Good idea if there IS anyone locally that does that. Not all cities have one (including here). I've been looking for years, including asking the utility companies. There is no 'This Old House' style insulation company around here with thermal cameras, blower doors, etc. Just some coots in old trucks, doing it the way they were taught when they were the youngest guy on the crew. None of them are inclined to tell you that you DON'T need the services they offer. Lacking actual numbers, I have been slowly improving things based on guesswork and 'best practices', and have plucked most of the low-hanging fruit. (like redoing the window glazing putty and blacksmithing the storms, plus another six inches insulation in attic.) The undone big items are new windows and redoing the wall insulation, neither of which are likely to pay back in the 5-6 years I plan to keep the place.
If OP's house has 2x6 walls, it is likely less than 25 years old, so the walls are probably insulated okay.

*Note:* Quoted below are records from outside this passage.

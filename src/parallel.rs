//! Root-split parallel IDA*: once a bound is deep enough to be worth
//! spreading across cores, the root is expanded to depth 2 and each
//! resulting prefix is handed to the thread pool as an independent bounded
//! DFS. First prefix to find a solution wins; the rest are cancelled.
//!
//! Grounded in the teacher's own `rayon`-based bulk work (`scrambles.rs`'s
//! `bulk_scramble`), generalized from "do the same independent thing N
//! times and collect every result" to "race N independent searches and keep
//! only the first winner."

use std::sync::atomic::{AtomicBool, Ordering};
use std::sync::Mutex;
use std::time::Instant;

use enum_iterator::all;
use log::info;
use rayon::prelude::*;

use crate::cube::{is_move_redundant, Move, RubikState};
use crate::error::SolverError;
use crate::pdb::PdbSet;
use crate::search::dfs;

/// Expands `start` to depth 2, discards prefixes the heuristic already rules
/// out at `bound`, and races a bounded DFS per surviving prefix across the
/// rayon pool. Returns `None` if no prefix finds a solution within `bound`.
pub fn root_split_search(
    start: &RubikState,
    pdbs: &PdbSet,
    bound: u8,
    deadline: Option<Instant>,
) -> Result<Option<Vec<Move>>, SolverError> {
    let mut prefixes: Vec<(Vec<Move>, RubikState)> = Vec::new();
    for m1 in all::<Move>() {
        let s1 = start.apply(m1);
        let h1 = pdbs.heuristic(&s1);
        if 1 + h1 > bound {
            continue;
        }
        for m2 in all::<Move>() {
            if is_move_redundant(Some(m1), m2) {
                continue;
            }
            let s2 = s1.apply(m2);
            let h2 = pdbs.heuristic(&s2);
            if 2 + h2 > bound {
                continue;
            }
            prefixes.push((vec![m1, m2], s2));
        }
    }

    info!("root-split: bound {bound}, {} surviving 2-move prefixes", prefixes.len());

    let cancelled = AtomicBool::new(false);
    let timed_out = AtomicBool::new(false);
    let found: Mutex<Option<Vec<Move>>> = Mutex::new(None);

    prefixes.par_iter().for_each(|(prefix, state2)| {
        if cancelled.load(Ordering::Relaxed) {
            return;
        }
        let last = prefix.last().copied();
        let mut path = prefix.clone();
        let mut visited = 0u64;
        match dfs(state2, 2, last, bound, pdbs, deadline, &cancelled, &mut visited, &mut path) {
            Ok(true) => {
                let mut slot = found.lock().unwrap();
                if slot.is_none() {
                    *slot = Some(path);
                }
                cancelled.store(true, Ordering::Relaxed);
            }
            Ok(false) => {}
            Err(SolverError::Timeout) => {
                timed_out.store(true, Ordering::Relaxed);
                cancelled.store(true, Ordering::Relaxed);
            }
            Err(_) => {
                cancelled.store(true, Ordering::Relaxed);
            }
        }
    });

    if timed_out.load(Ordering::Relaxed) && found.lock().unwrap().is_none() {
        return Err(SolverError::Timeout);
    }

    Ok(found.into_inner().unwrap())
}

And absent water damage, the windows are probably okay, and hopefully double-glazed. I'd recommend making sure the attic is well vented, and adding another 8-12 inches of insulation in the attic, as the common-sense steps to take, along with insulating the access hole. (that alone made a noticeable difference here.) I've ben to Flagstaff- it can still be nasty winter up there in the mountains, when people 20 miles away but downhill are in T-shirts.
-- aem sends, resignedly...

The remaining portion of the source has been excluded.